Density functional theory calculations on the electronic and optical properties of 2,7,12,17-tetrakis(pinacolatoboryl) porphyrin and its derivatives

Abstract

In order to explore novel porphyrins with excellent conductivity and selective light absorption, the influence of metal atom embedding and functional group attachment on the electronic and optical characteristics of porphyrins has been concerned. In this study, the structures, electronic, and optical properties of the 2,7,12,17-tetrakis(pinacolatoboryl) porphyrin and its derivatives have been investigated using density functional theory (DFT). The N–Ni–N bond angles of the derivatives are mostly close to 90.00°, with the exception of the N6-Ni5-N9 bond angle (45.09°) for the Ar and Br co-attached porphyrins (5 porphyrins). Additionally, the calculated ruffling displacements (druf) for the 2, 3, 5, and 6 porphyrins are 1.2691 Å, 1.1427 Å, − 1.2561 Å, and 0.5139 Å, respectively.

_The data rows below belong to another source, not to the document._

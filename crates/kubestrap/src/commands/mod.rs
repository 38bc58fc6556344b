mod install;
mod join;
mod reset;

use std::path::{Path, PathBuf};
use std::sync::Arc;

use clap::{Args, Subcommand};
use kubestrap_host::{LocalFs, PackageManager, SystemExecutor};
use kubestrap_operations::{CniPlugin, HostContext, KubestrapConfig, run_gated};
use kubestrap_saga::Pipeline;
use tracing::{debug, info};

use crate::error::Result;
use crate::interaction::TerminalGate;
use crate::output::print_summary;

/// Options shared by every subcommand.
pub(crate) struct GlobalArgs {
    pub(crate) config: Option<PathBuf>,
    pub(crate) log_dir: Option<PathBuf>,
    pub(crate) yes: bool,
}

#[derive(Subcommand)]
pub(crate) enum Commands {
    /// Provision this host as a single control-plane node
    InstallMaster(InstallMasterArgs),
    /// Join this host to an existing cluster as a worker
    Join(JoinArgs),
    /// Tear down Kubernetes on this host
    Reset,
}

#[derive(Args)]
pub(crate) struct InstallMasterArgs {
    /// Kubernetes version to install and initialize (e.g. 1.30.2)
    #[arg(long)]
    pub kubernetes_version: Option<String>,

    /// Pod network CIDR (default depends on --cni)
    #[arg(long)]
    pub pod_network_cidr: Option<String>,

    /// Service CIDR passed to kubeadm init
    #[arg(long)]
    pub service_cidr: Option<String>,

    /// Pod network add-on: flannel or calico
    #[arg(long)]
    pub cni: Option<CniPlugin>,

    /// Stable address for the control plane (host:port)
    #[arg(long)]
    pub control_plane_endpoint: Option<String>,

    /// Remove the control-plane taint so workloads schedule here
    #[arg(long)]
    pub allow_schedule: bool,
}

#[derive(Args)]
pub(crate) struct JoinArgs {
    /// Control-plane API server address (host:port)
    #[arg(long)]
    pub api_server: String,

    /// Bootstrap token
    #[arg(long)]
    pub token: String,

    /// CA public key hash, e.g. sha256:...
    #[arg(long)]
    pub discovery_token_ca_cert_hash: String,
}

impl Commands {
    /// Returns whether the run counts as a success for the exit code.
    pub(crate) fn execute(self, globals: &GlobalArgs) -> Result<bool> {
        let config = KubestrapConfig::discover(globals.config.as_deref())?;
        debug!(?config, "configuration loaded");

        match self {
            Self::InstallMaster(args) => install::run(args, config, globals),
            Self::Join(args) => join::run(args, &config, globals),
            Self::Reset => reset::run(&config, globals),
        }
    }
}

/// Host context wired to the real machine.
fn host_context(config: &KubestrapConfig) -> Result<HostContext> {
    let exec = Arc::new(SystemExecutor::new());
    let package_manager = match config.runtime.package_manager()? {
        Some(pm) => pm,
        None => PackageManager::detect(&*exec)?,
    };
    let root = config
        .runtime
        .host_root
        .clone()
        .unwrap_or_else(|| PathBuf::from("/"));
    info!(%package_manager, root = %root.display(), "host context ready");

    Ok(HostContext::new(
        exec,
        Arc::new(LocalFs::new(root)),
        package_manager,
    ))
}

fn log_dir<'a>(config: &'a KubestrapConfig, globals: &'a GlobalArgs) -> &'a Path {
    globals
        .log_dir
        .as_deref()
        .unwrap_or_else(|| config.runtime.log_dir())
}

/// Run `pipeline` behind the terminal gate and print the outcome.
///
/// The gate is asked before `context` touches the host or the audit file is
/// opened.
fn execute_pipeline<F>(
    pipeline: &Pipeline<HostContext>,
    config: &KubestrapConfig,
    globals: &GlobalArgs,
    context: F,
) -> Result<bool>
where
    F: FnOnce() -> Result<HostContext>,
{
    let gate = TerminalGate::new(globals.yes);
    let summary = run_gated(pipeline, &gate, Some(log_dir(config, globals)), context)?;
    print_summary(&summary);
    Ok(summary.is_success())
}
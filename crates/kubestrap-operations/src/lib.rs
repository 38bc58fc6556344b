//! Kubernetes node provisioning pipelines: configuration, the host context
//! steps run against, the step bodies, and run summaries.

pub mod config;
pub mod context;
mod error;
pub mod pipelines;
pub mod steps;
pub mod summary;

pub use config::{CniPlugin, ClusterConfig, JoinConfig, KubestrapConfig, RuntimeConfig};
pub use context::{HostContext, ReadinessPolicy};
pub use error::{ConfigError, OperationError, Result};
pub use summary::{RunStatus, RunSummary, run_gated, run_pipeline};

The lowest frequency out-of-plane (oop) normal deformation of the 4 porphyrins is a waving motion with a displacement of 0.0532 Å. The energy gaps for the 1–6 porphyrins are similar, ranging from 4.44 to 4.80 eV. The presence of Br atoms promotes the Hirshfeld charge transfer between the C atoms within the macro-cycle of the Ar and Br co-attached porphyrins and the Ar functional groups. Furthermore, the Ar attached porphyrins exhibit a 20-nm red-shift compared to the Bpin-attached porphyrins. The addition of Br leads to an additional about 6-nm red-shift compared to the Ar-attached porphyrins. This is advantageous for expanding the application of porphyrins in industrial fields such as sensors and photocatalysts.